From here there are two cases:

Case $1$ , $\sin { \angle C }=1$

There are only $1$ possibility of $\angle C$ , which is $90\degree$ . Then, we know the size of $\angle A, \angle C$ and the length of $AB$ , so we can show that there are only $1$ possible triangle by applying $AAS$ . Therefore, we can conclude that when $\sin { \angle C }=\dfrac { AB\sin { \angle A } }{ BC }=1$ , which means $\dfrac { BC }{ AB }=\sin { \angle A }$ , $SSA$ is true.

Case $2$ , $0<\sin { \angle C }<1$

Then, there are $2$ possibilities of $\angle C$ , $\sin ^{ -1 }{ \left(\dfrac { AB\sin { \angle A } }{ BC }\right) }$ and $180 \degree-\sin ^{ -1 }{ \left(\dfrac { AB\sin { \angle A } }{ BC }\right) }$ . Hence, we need to consider $\angle A$ to find out more conditions of proving $SSA$ . By the angle sum of triangle, $\angle C=180\degree-\angle A-\angle B<180\degree-\angle A$ . We will consider two cases about $\angle A$

Case $A$ , $\angle A \ge 90\degree$

$\angle C<180\degree-\angle A\le 90\degree$ . Then, $\angle C$ can only be $\sin ^{ -1 }{ \left(\dfrac { AB\sin { \angle A } }{ BC }\right) }$ , so there are only $1$ possible triangle similarly. Therefore, we can conclude that when $\angle A \ge 90\degree$ , $SSA$ is true.

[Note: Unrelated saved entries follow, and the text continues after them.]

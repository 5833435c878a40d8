//! Removability classification via sysfs.
//!
//! A device counts as removable when its block device exports
//! `removable == 1`, or when its device ancestry sits on a hotpluggable bus
//! (USB, FireWire, MMC, memory stick).

use std::path::Path;

const HOTPLUG_BUSES: &[&str] = &["usb", "ieee1394", "firewire", "mmc", "memstick"];

/// Candidate base block names for a device node name: `sdb1` also tries `sdb`,
/// `mmcblk0p1` also tries `mmcblk0p` and `mmcblk0`.
fn base_candidates(name: &str) -> Vec<String> {
    let mut candidates = vec![name.to_string()];
    let trimmed = name.trim_end_matches(|c: char| c.is_ascii_digit());
    if trimmed != name && !trimmed.is_empty() {
        candidates.push(trimmed.to_string());
        if let Some(without_p) = trimmed.strip_suffix('p')
            && !without_p.is_empty()
        {
            candidates.push(without_p.to_string());
        }
    }
    candidates
}

/// Find the `/sys/block` entry for `device`, trying partition-name fallbacks.
fn sys_block_dir(sysfs: &Path, device: &Path) -> Option<std::path::PathBuf> {
    let name = device.file_name()?.to_str()?;
    base_candidates(name)
        .into_iter()
        .map(|base| sysfs.join("block").join(base))
        .find(|dir| dir.exists())
}

/// Whether the bus ancestry of the block device passes through a hotpluggable
/// bus. The `device` symlink inside the sysfs block directory resolves into
/// the physical device path, which names the buses it hangs off.
fn on_hotplug_bus(block_dir: &Path) -> bool {
    let Ok(target) = std::fs::canonicalize(block_dir.join("device")) else {
        return false;
    };
    let target = target.to_string_lossy();
    HOTPLUG_BUSES
        .iter()
        .any(|bus| target.contains(&format!("/{bus}")))
}

/// Classify `device` as removable using the sysfs tree rooted at `sysfs`.
///
/// Unknown devices (no sysfs entry at all) are classified non-removable; the
/// allow-list is the escape hatch for those.
pub fn is_removable(sysfs: &Path, device: &Path) -> bool {
    let Some(block_dir) = sys_block_dir(sysfs, device) else {
        return false;
    };
    if let Ok(attr) = std::fs::read_to_string(block_dir.join("removable"))
        && attr.trim() == "1"
    {
        return true;
    }
    on_hotplug_bus(&block_dir)
}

Do you notice that? When $\angle A = 90\degree$ , it is the same case as RHS (Right angle-hypotenuse-side) or HL (Hypotenuse-leg)

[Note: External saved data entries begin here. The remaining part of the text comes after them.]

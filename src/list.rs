//! Listing of currently pmounted media.
//!
//! A bare invocation prints the live mount-table entries whose mount point
//! lives under the media root. Read-only and unprivileged.

use std::path::Path;

use crate::exit_codes;
use crate::fstab::{self, TableEntry};
use crate::paths::Paths;

/// Render the entries mounted under `media_root`, one line per mount, in the
/// style of the mount helper's own listing.
pub fn format_entries(entries: &[TableEntry], media_root: &Path) -> Vec<String> {
    let prefix = format!("{}/", media_root.to_string_lossy());
    entries
        .iter()
        .filter(|e| e.mount_point.starts_with(&prefix))
        .map(|e| {
            format!(
                "{} on {} type {} ({})",
                e.device,
                e.mount_point,
                e.fstype,
                e.options.join(",")
            )
        })
        .collect()
}

/// Entry point for the bare invocation; returns the process exit status.
pub fn run_list(paths: &Paths) -> i32 {
    let entries = match fstab::read_table(&paths.mtab) {
        Ok(entries) => entries,
        Err(e) => {
            eprintln!("pmount: {e}");
            return exit_codes::INTERNAL_ERROR;
        }
    };
    for line in format_entries(&entries, &paths.media_root) {
        println!("{line}");
    }
    exit_codes::SUCCESS
}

Case $B$ , $\angle A < 90\degree$

$\angle C<180\degree-\angle A$ . It is true when $\angle C=\sin ^{ -1 }{ \left(\dfrac { AB\sin { \angle A } }{ BC }\right) }$ . Because of we want to have $1$ possibility of $\angle C$ , we need to ignore the other possibility of $\angle C$ , which we get the inequality below:

$90\degree>180\degree-\sin ^{ -1 }{ \left( \dfrac { AB\sin { \angle A } }{ BC } \right) } \ge 180\degree-\angle A\\ \\ \sin { 90\degree } >\sin { \left( 180\degree-\sin ^{ -1 }{ \left( \dfrac { AB\sin { \angle A } }{ BC } \right) } \right) } \ge \sin { \left( 180\degree-\angle A \right) } \\ \\ \dfrac { AB\sin { \angle A } }{ BC } \ge \sin { \angle A } \\ \\ AB\ge BC$

Therefore, we can conclude that when $AB\ge BC$ , $SSA$ is true.

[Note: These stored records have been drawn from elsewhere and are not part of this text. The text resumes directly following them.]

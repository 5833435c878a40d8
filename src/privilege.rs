//! Privilege broker for the set-user-ID-root execution model.
//!
//! The binary is installed suid root. At startup the effective uid is dropped
//! to the real (calling) user, with root retained in the saved-id slot.
//! Every privileged filesystem or subprocess operation is then wrapped in the
//! narrowest possible raise → operate → lower bracket, expressed as a guard
//! whose `Drop` restores the unprivileged identity on every exit path.
//!
//! A failed identity change leaves the process with ambiguous privilege, so it
//! is never recoverable: the process terminates with the internal-error status.

use crate::exit_codes;

/// Snapshot of the process identity taken at startup.
///
/// `escalate` is true only when the process actually started with effective
/// root and a non-root real uid (i.e. a genuine suid installation). In a plain
/// unprivileged run (tests, development) every raise/lower is a no-op, so the
/// rest of the code can be exercised without a suid binary.
#[derive(Debug, Clone, Copy)]
pub struct Privilege {
    real_uid: libc::uid_t,
    real_gid: libc::gid_t,
    /// Group the binary is installed setgid to, if different from the real gid.
    setgid_group: Option<libc::gid_t>,
    escalate: bool,
    escalate_group: bool,
}

/// Guard holding effective uid root; lowers back to the real uid on drop.
pub struct RootScope<'a> {
    broker: &'a Privilege,
}

/// Guard holding effective gid 0; lowers back to the real gid on drop.
pub struct RootGroupScope<'a> {
    broker: &'a Privilege,
}

fn fatal_identity(op: &str) -> ! {
    eprintln!("pmount: internal error: {op} failed, cannot continue with ambiguous privilege");
    std::process::exit(exit_codes::INTERNAL_ERROR);
}

impl Privilege {
    /// Capture the startup identity and drop the effective ids to the real
    /// ones, keeping root in the saved slots for later re-escalation.
    pub fn startup() -> Self {
        let real_uid = unsafe { libc::getuid() };
        let real_gid = unsafe { libc::getgid() };
        let effective_uid = unsafe { libc::geteuid() };
        let effective_gid = unsafe { libc::getegid() };

        let escalate = effective_uid == 0 && real_uid != 0;
        let escalate_group = effective_gid == 0 && real_gid != 0;
        let setgid_group =
            (effective_gid != real_gid && effective_gid != 0).then_some(effective_gid);

        let broker = Self {
            real_uid,
            real_gid,
            setgid_group,
            escalate,
            escalate_group,
        };
        if escalate_group && unsafe { libc::setegid(real_gid) } != 0 {
            fatal_identity("dropping effective gid");
        }
        if escalate && unsafe { libc::seteuid(real_uid) } != 0 {
            fatal_identity("dropping effective uid");
        }
        broker
    }

    /// Broker for a process that never had elevated privilege (tests).
    pub fn unprivileged() -> Self {
        Self {
            real_uid: unsafe { libc::getuid() },
            real_gid: unsafe { libc::getgid() },
            setgid_group: None,
            escalate: false,
            escalate_group: false,
        }
    }

    /// The real (calling) user id.
    pub fn real_uid(&self) -> u32 {
        self.real_uid
    }

    /// The real (calling) primary group id.
    pub fn real_gid(&self) -> u32 {
        self.real_gid
    }

    /// Group to use for gid-mapping mount options: the setgid-inherited group
    /// when the binary is installed group-elevated, else the caller's primary
    /// group.
    pub fn mount_gid(&self) -> u32 {
        self.setgid_group.unwrap_or(self.real_gid)
    }

    /// Whether the real caller is the super-user.
    pub fn caller_is_root(&self) -> bool {
        self.real_uid == 0
    }

    /// Raise the effective uid to root for the lifetime of the guard.
    pub fn raise(&self) -> RootScope<'_> {
        if self.escalate && unsafe { libc::seteuid(0) } != 0 {
            fatal_identity("raising effective uid");
        }
        RootScope { broker: self }
    }

    /// Raise the effective gid to 0 for the lifetime of the guard.
    pub fn raise_group(&self) -> RootGroupScope<'_> {
        if self.escalate_group && unsafe { libc::setegid(0) } != 0 {
            fatal_identity("raising effective gid");
        }
        RootGroupScope { broker: self }
    }

    /// Give up root across all id slots so no re-escalation is ever possible
    /// again in this process image. Used right before exec-ing an unprivileged
    /// helper on the user's behalf.
    pub fn drop_permanently(&self) {
        if unsafe { libc::setresgid(self.real_gid, self.real_gid, self.real_gid) } != 0 {
            fatal_identity("dropping gid permanently");
        }
        if unsafe { libc::setresuid(self.real_uid, self.real_uid, self.real_uid) } != 0 {
            fatal_identity("dropping uid permanently");
        }
    }

    /// Whether this broker can actually re-escalate (suid installation).
    pub fn can_escalate(&self) -> bool {
        self.escalate
    }
}

impl Drop for RootScope<'_> {
    fn drop(&mut self) {
        if self.broker.escalate && unsafe { libc::seteuid(self.broker.real_uid) } != 0 {
            fatal_identity("lowering effective uid");
        }
    }
}

impl Drop for RootGroupScope<'_> {
    fn drop(&mut self) {
        if self.broker.escalate_group && unsafe { libc::setegid(self.broker.real_gid) } != 0 {
            fatal_identity("lowering effective gid");
        }
    }
}

#[cfg(test)]
mod tests {
    use super::*;

    #[test]
    fn unprivileged_broker_reports_current_ids() {
        let broker = Privilege::unprivileged();
        assert_eq!(broker.real_uid(), unsafe { libc::getuid() });
        assert_eq!(broker.real_gid(), unsafe { libc::getgid() });
        assert!(!broker.can_escalate());
    }

    #[test]
    fn raise_and_lower_are_noops_without_suid() {
        let broker = Privilege::unprivileged();
        let before = unsafe { libc::geteuid() };
        {
            let _scope = broker.raise();
            assert_eq!(unsafe { libc::geteuid() }, before);
        }
        assert_eq!(unsafe { libc::geteuid() }, before);
    }

    #[test]
    fn mount_gid_defaults_to_real_gid() {
        let broker = Privilege::unprivileged();
        assert_eq!(broker.mount_gid(), broker.real_gid());
    }

    #[test]
    fn startup_without_suid_behaves_like_unprivileged() {
        // Test binaries are never suid, so startup must detect that and
        // produce a broker with no escalation capability.
        let broker = Privilege::startup();
        assert!(!broker.can_escalate());
        assert_eq!(broker.real_uid(), unsafe { libc::getuid() });
    }
}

To sum up, there is a triangle $\Delta ABC$ given the length of $AB, BC$ and the size of $\angle A$ , if this triangle has one or more of the conditions below, then $SSA$ is true:

$\dfrac { BC }{ AB }=\sin { \angle A }$
$\angle A \ge 90\degree$
$AB\ge BC$

I hope it will help you guys! Please comment below if you had something to say about this article. Thank you!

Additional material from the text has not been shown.